Pas de sortie en mer de 6 à 16 heures, pas de débarquements d’une pêche fructueuse, pas de ces odeurs envoûtantes de grillades, pas de marchandages serrés avec les mareyeurs ou les poissonnières. Il n’y avait, dans les abris, que des pêcheurs qui se sont tourné le pouce. La plage ressemblait à un vaste parking pour pirogues. Des centaines de petites embarcations étaient alignées sur le rivage, sur les rebords desquels s’amusaient quelques enfants. Sur la proue de ces engins décorés d’arabesques aux couleurs bigarrées, des drapelets étaient fouettés par un vent furieux, signe résiduel d’une houle qui perdait peu à peu de son intensité. Ce mouvement ondulatoire de la surface de la mer a été à l’origine de cette oisiveté forcée des pêcheurs, depuis dimanche soir.

‘’C’est au matin que nous nous sommes retrouvés’’

‘‘Il est très risqué de sortir aujourd’hui, car avec l’état de la mer,  les pirogues peuvent facilement se renverser. C’est normal que nous restions ici’’, renseigne Abdou Aziz Diongue, contemplant la mer depuis le mur du baraquement qui sert de reposoir aux pêcheurs. En compagnie de trois autres membres de son équipe, plus jeunes que lui, il explique que ce dérèglement climatique saisonnier a commencé dans la nuit du lundi vers 2 heures du matin. ‘‘Si vous étiez venu depuis le petit matin, vous auriez pu constater l’ampleur de la situation. Ceci étant dit, il n’y a pas eu de dégâts’’,  poursuit-il, en posant le pied sur une caisse isotherme vide. Les vagues plus fournies qu’à l’accoutumée s’échouent avec fracas sur le sable fin. A 13 heures passées, l’eau s’était retirée, mais pas totalement.

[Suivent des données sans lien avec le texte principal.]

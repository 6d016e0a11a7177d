//! Shared kernel substrate.
//!
//! Every design routine in this crate is a kernel: a validated configuration
//! built through [`KernelLifecycle::try_new`] plus a capability trait from
//! [`crate::signal::traits`] that runs it. Invalid parameters surface as
//! [`ConfigError`] before any computation happens; failures discovered while
//! running surface as [`ExecInvariantViolation`].

mod errors;
mod io;
mod lifecycle;

pub use errors::*;
pub use io::*;
pub use lifecycle::*;
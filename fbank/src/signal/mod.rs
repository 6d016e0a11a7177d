//! Signal processing: transforms, windows, filters and filter banks.

/// Real FFT helpers.
pub mod fft;
/// Filter design and execution.
pub mod filter;
/// Band layouts and filter-bank weight matrices.
pub mod filterbank;
/// Frequency scales.
pub mod scale;
/// Capability traits run by the kernels.
pub mod traits;
/// Window functions.
pub mod windows;
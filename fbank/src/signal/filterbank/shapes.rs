//! Band shaping: one weight row per band over the one-sided spectrum bins.

use core::f64::consts::PI;

use log::{debug, warn};
use nalgebra::Complex;
use ndarray::{Array2, ArrayViewMut1, Axis};

use super::{bin_frequencies, validate_grid, Band, FilterBank, VtlnWarper};
use crate::kernel::{ConfigError, ExecInvariantViolation, KernelLifecycle};
use crate::signal::fft::{FourierConfig, FourierKernel};
use crate::signal::filter::design::{build_bandpass, fir_from_response};
use crate::signal::scale::Scale;
use crate::signal::traits::FilterBankDesign;
use crate::signal::windows::Window;

/// Quality factor of [`Shape::Biquad`] bands.
pub const BIQUAD_Q: f64 = 2.0;

/// Weighting applied between a band's edges.
#[derive(Debug, Clone, Copy, PartialEq, Eq, Default)]
pub enum Shape {
    /// Rises linearly from `left` to 1 at `center`, falls back to 0 at `right`.
    #[default]
    Triangular,
    /// 1 on `[left, right)`.
    Rectangular,
    /// Rectangular band smoothed by a frequency-sampled FIR, peak scaled to 1.
    Trapezoidal,
    /// Magnitude of a bandpass biquad centered on the band.
    Biquad,
}

/// Constructor config for [`ShapeKernel`].
#[derive(Debug, Clone, PartialEq)]
pub struct ShapeConfig {
    /// Band weighting.
    pub shape: Shape,
    /// Transform length; rows have `fft_size / 2 + 1` bins.
    pub fft_size: usize,
    /// Sampling rate in Hz.
    pub sample_rate: f64,
    /// Bands in Hz.
    pub bands: Vec<Band>,
    /// Scale on which bins and band edges are compared. Ignored by
    /// [`Shape::Biquad`].
    pub scale: Scale,
    /// Optional warping of the bin frequencies. Ignored by [`Shape::Biquad`].
    pub vtln: Option<VtlnWarper>,
}

/// Band shaping kernel.
#[derive(Debug, Clone, PartialEq)]
pub struct ShapeKernel {
    shape: Shape,
    fft_size: usize,
    sample_rate: f64,
    bands: Vec<Band>,
    scale: Scale,
    vtln: Option<VtlnWarper>,
}

impl KernelLifecycle for ShapeKernel {
    type Config = ShapeConfig;

    fn try_new(config: Self::Config) -> Result<Self, ConfigError> {
        validate_grid(config.fft_size, config.sample_rate)?;
        if config.bands.is_empty() {
            return Err(ConfigError::EmptyInput { arg: "bands" });
        }
        let ordered = |b: &Band| {
            b.left.is_finite() && b.left <= b.center && b.center <= b.right && b.left < b.right
        };
        if !config.bands.iter().all(ordered) {
            return Err(ConfigError::InvalidArgument {
                arg: "bands",
                reason: "each band must satisfy left <= center <= right with left < right",
            });
        }
        if config.shape == Shape::Biquad
            && config
                .bands
                .iter()
                .any(|b| !(b.center > 0.0 && b.center < config.sample_rate / 2.0))
        {
            return Err(ConfigError::InvalidArgument {
                arg: "bands",
                reason: "biquad band centers must lie strictly between 0 and Nyquist",
            });
        }
        Ok(Self {
            shape: config.shape,
            fft_size: config.fft_size,
            sample_rate: config.sample_rate,
            bands: config.bands,
            scale: config.scale,
            vtln: config.vtln,
        })
    }
}

impl ShapeKernel {
    /// Bin frequencies after warping and scale mapping.
    fn mapped_bins(&self) -> Vec<f64> {
        bin_frequencies(self.fft_size, self.sample_rate)
            .into_iter()
            .map(|f| {
                let f = self.vtln.map_or(f, |w| w.warp(f));
                self.scale.from_hz(f)
            })
            .collect()
    }

    fn mapped_band(&self, band: &Band) -> (f64, f64, f64) {
        (
            self.scale.from_hz(band.left),
            self.scale.from_hz(band.center),
            self.scale.from_hz(band.right),
        )
    }

    fn triangular_row(&self, bins: &[f64], band: &Band, mut row: ArrayViewMut1<'_, f64>) {
        let (left, center, right) = self.mapped_band(band);
        let mut apex: Option<(usize, f64)> = None;
        for (k, &g) in bins.iter().enumerate() {
            if g < left || g >= right {
                continue;
            }
            row[k] = if g <= center {
                if center > left {
                    (g - left) / (center - left)
                } else {
                    1.0
                }
            } else {
                (right - g) / (right - center)
            };
            let distance = (g - center).abs();
            if apex.map_or(true, |(_, d)| distance < d) {
                apex = Some((k, distance));
            }
        }
        match apex {
            Some((k, _)) => row[k] = 1.0,
            None => warn!(
                "band [{}, {}) Hz holds no bin at fft_size {}",
                band.left, band.right, self.fft_size
            ),
        }
    }

    fn rectangular_row(&self, bins: &[f64], band: &Band, mut row: ArrayViewMut1<'_, f64>) {
        let (left, _, right) = self.mapped_band(band);
        for (k, &g) in bins.iter().enumerate() {
            if g >= left && g < right {
                row[k] = 1.0;
            }
        }
    }

    fn trapezoidal(&self, weights: &mut Array2<f64>) -> Result<(), ExecInvariantViolation> {
        let bins = self.mapped_bins();
        let mut numtaps = self.fft_size / 4 + 1;
        if numtaps % 2 == 0 {
            numtaps += 1;
        }
        let mut fft = FourierKernel::try_new(FourierConfig {
            size: self.fft_size,
        })?;
        for (mut row, band) in weights.axis_iter_mut(Axis(0)).zip(&self.bands) {
            self.rectangular_row(&bins, band, row.view_mut());
            let rectangle = row.to_vec();
            let kernel = fir_from_response(numtaps, &rectangle, None, Window::Blackman)?;
            let magnitude = fft.magnitude_spectrum(&kernel)?;
            let peak = magnitude.iter().copied().fold(0.0, f64::max);
            if peak > 0.0 {
                row.iter_mut()
                    .zip(magnitude)
                    .for_each(|(w, m)| *w = m / peak);
            } else {
                warn!(
                    "trapezoid band [{}, {}) Hz has no response; left at zero",
                    band.left, band.right
                );
                row.fill(0.0);
            }
        }
        Ok(())
    }

    fn biquad(&self, weights: &mut Array2<f64>) -> Result<(), ExecInvariantViolation> {
        let poles = [Complex::new(-1.0, 0.0)];
        for (mut row, band) in weights.axis_iter_mut(Axis(0)).zip(&self.bands) {
            let w0 = (PI * band.center / self.sample_rate).tan();
            let bw = w0 / BIQUAD_Q;
            let w1 = (w0 * w0 + bw * bw / 4.0).sqrt() - bw / 2.0;
            let w2 = w1 + bw;
            let tf = build_bandpass(w1.atan() / PI, w2.atan() / PI, &poles, None)?;
            for (k, w) in row.iter_mut().enumerate() {
                *w = tf.magnitude_at(2.0 * PI * k as f64 / self.fft_size as f64);
            }
        }
        Ok(())
    }
}

impl FilterBankDesign for ShapeKernel {
    fn run_alloc(&self) -> Result<FilterBank, ExecInvariantViolation> {
        let mut weights = Array2::zeros((self.bands.len(), self.fft_size / 2 + 1));
        match self.shape {
            Shape::Triangular => {
                let bins = self.mapped_bins();
                for (row, band) in weights.axis_iter_mut(Axis(0)).zip(&self.bands) {
                    self.triangular_row(&bins, band, row);
                }
            }
            Shape::Rectangular => {
                let bins = self.mapped_bins();
                for (row, band) in weights.axis_iter_mut(Axis(0)).zip(&self.bands) {
                    self.rectangular_row(&bins, band, row);
                }
            }
            Shape::Trapezoidal => self.trapezoidal(&mut weights)?,
            Shape::Biquad => self.biquad(&mut weights)?,
        }
        debug!(
            "{:?} bank: {} bands x {} bins on {:?}",
            self.shape,
            self.bands.len(),
            self.fft_size / 2 + 1,
            self.scale
        );
        Ok(FilterBank::from_weights(
            weights,
            self.fft_size,
            self.sample_rate,
        )?)
    }
}
//! Digital filter design and perceptual filter banks.
//!
//! The crate covers two layers:
//!
//! * [`signal::filter`]: IIR design from analog prototypes through the
//!   bilinear transform, second-order section decomposition, FIR design
//!   (windowed sinc, frequency sampling, equiripple) and the `lfilter` /
//!   `sosfilt` runners used to apply the results.
//! * [`signal::filterbank`]: band layouts on the Hz, mel, bark, ERB and
//!   octave scales, the weight matrices built over them, the gammatone ERB
//!   bank and the chroma bank.
//!
//! Designs are kernels: a plain configuration validated once by
//! [`kernel::KernelLifecycle::try_new`], then run through a capability trait
//! from [`signal::traits`]. Free functions wrap the common cases.
//!
//! ```
//! use fbank::signal::filter::design::{butter, FilterBandType, FilterOutputType};
//! use fbank::signal::filter::sosfreqz;
//!
//! let filter = butter(4, &[0.2], FilterBandType::Lowpass, FilterOutputType::Sos).unwrap();
//! let fbank::signal::filter::design::DigitalFilter::Sos(sections) = filter else {
//!     unreachable!()
//! };
//! let (_, h) = sosfreqz(&sections, 64);
//! assert!((h[0].norm() - 1.0).abs() < 1e-9);
//! ```

#![warn(missing_docs)]

/// Kernel lifecycle, errors and 1D input/output adapters.
pub mod kernel;
/// Polynomial companion matrices and roots.
pub mod linalg;
/// Filter design, filter execution and filter banks.
pub mod signal;
/// Special functions.
pub mod special;

pub use nalgebra as na;
use crate::kernel::{ConfigError, KernelLifecycle};

/// Constructor config for [`VtlnWarper`].
#[derive(Debug, Clone, Copy, PartialEq)]
pub struct VtlnConfig {
    /// Warping factor; frequencies inside the middle segment are divided by it.
    pub alpha: f64,
    /// Lower end of the warped range in Hz.
    pub low: f64,
    /// Upper end of the warped range in Hz.
    pub high: f64,
    /// Lower break frequency, before scaling by `alpha`.
    pub low_vtln: f64,
    /// Upper break frequency, before scaling by `alpha`.
    pub high_vtln: f64,
}

/// Piecewise-linear vocal tract length warping.
///
/// Three segments: `[low, l)` maps linearly onto `[low, l / alpha)`,
/// `[l, h)` is scaled by `1 / alpha` and `[h, high]` maps onto
/// `[h / alpha, high]`, with `l = low_vtln · max(1, alpha)` and
/// `h = high_vtln · min(1, alpha)`. Frequencies outside `[low, high]` pass
/// through.
#[derive(Debug, Clone, Copy, PartialEq)]
pub struct VtlnWarper {
    low: f64,
    high: f64,
    low_vtln: f64,
    high_vtln: f64,
    scale: f64,
    scale_left: f64,
    scale_right: f64,
}

impl KernelLifecycle for VtlnWarper {
    type Config = VtlnConfig;

    fn try_new(config: Self::Config) -> Result<Self, ConfigError> {
        if !config.alpha.is_finite() || config.alpha <= 0.0 {
            return Err(ConfigError::InvalidArgument {
                arg: "alpha",
                reason: "alpha must be finite and > 0",
            });
        }
        if !(config.low < config.low_vtln
            && config.low_vtln < config.high_vtln
            && config.high_vtln < config.high)
        {
            return Err(ConfigError::InvalidArgument {
                arg: "low_vtln",
                reason: "frequencies must satisfy low < low_vtln < high_vtln < high",
            });
        }
        let scale = 1.0 / config.alpha;
        let low_vtln = config.low_vtln * config.alpha.max(1.0);
        let high_vtln = config.high_vtln * config.alpha.min(1.0);
        if !(config.low < low_vtln && low_vtln < high_vtln && high_vtln < config.high) {
            return Err(ConfigError::InvalidArgument {
                arg: "alpha",
                reason: "scaled break frequencies leave the warped range",
            });
        }
        Ok(Self {
            low: config.low,
            high: config.high,
            low_vtln,
            high_vtln,
            scale,
            scale_left: (scale * low_vtln - config.low) / (low_vtln - config.low),
            scale_right: (config.high - scale * high_vtln) / (config.high - high_vtln),
        })
    }
}

impl VtlnWarper {
    /// Warp one frequency in Hz.
    pub fn warp(&self, frequency: f64) -> f64 {
        if frequency < self.low || frequency > self.high {
            frequency
        } else if frequency < self.low_vtln {
            self.low + self.scale_left * (frequency - self.low)
        } else if frequency < self.high_vtln {
            self.scale * frequency
        } else {
            self.high + self.scale_right * (frequency - self.high)
        }
    }

    /// Warp every frequency of `frequencies`.
    pub fn warp_all(&self, frequencies: &[f64]) -> Vec<f64> {
        frequencies.iter().map(|f| self.warp(*f)).collect()
    }
}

Sur le petit filet de sable qui sert de rivage, une pirogue venant de Thiaroye, surprise par la houle, y resta encalminée. ‘‘Nous étions déjà en mer quand la houle s’est manifestée. Nous sommes restés une bonne partie de la nuit sans cap. C’est au matin que nous nous sommes retrouvés’’, explique Alassane Ndir qui se prépare à aller se reposer sous l’ombre des engins.  Le pêcheur, maudissant son inobservance des prévisions météo, jure par tous les saints qu’on ne l’y prendra plus. 200 mètres plus loin, la configuration est presque pareille. Un groupe de pêcheurs discutent avec entrain sur la future affiche de lutte Siteu vs Sa Thiès. Une frénésie qui s’est estompée, dès qu’il s’est agi de se prononcer sur le quotidien raté d’hier. Pour ces habitués de la pêche en haute mer, les aléas climatiques font partie du métier. ‘‘C’est vrai qu’avec cette mer agitée, nous subissons un énorme manque à gagner en restant à quai. Mais nous savons tous très bien qu’à chaque saison, il faut deux jours ou trois comme ça. Les mystères de Dieu sont impénétrables’’, déclare Issa Diène, l’un d’entre eux.

Optimisme de rigueur

Les pêcheurs de Soumbédioune refusent de se prononcer clairement sur le montant du manque à gagner. ‘‘Les revenus ne sont pas réguliers. Des fois, on rentre avec beaucoup d’argent, des fois, pas du tout. Ce qui est sûr, c’est que le fait de n’avoir pas travaillé est handicapant en soi’’, se désole un vieil homme vêtu d’un tee-shirt rouge à l’effigie de Michael Jordan. Mais tout n’est pas à jeter avec cette houle. Malgré une journée perdue, Aziz Diongue est déjà optimiste sur les prochaines tournées. La raison ? ‘‘Après chaque passage de la houle, les bancs de poissons affluent’’, affirme-t-il, son visage  affichant les premiers signes de décrispation, depuis le début de l’entretien.

Déjà une demi-douzaine de ‘‘gaalou-marée’’, pirogues pour la haute mer, tanguent au gré d’une mer très agitée. Une bonne humeur que les prévisions météorologiques de l’Agence nationale de l’aviation civile et de la météorologie, Anacim, risque de plomber. La journée d’aujourd’hui devrait être marquée par une ‘‘occurrence d’orages et de pluies qui vont concerner la majeure partie du pays’’, a-t-il fait savoir dans son bulletin. Une prévision qui concerne les départements de Kédougou, de Bakel, de Tambacounda, de Louga, de Linguère, de Dakar, et le centre du pays, avec des températures jusqu’à 30° dans la capitale.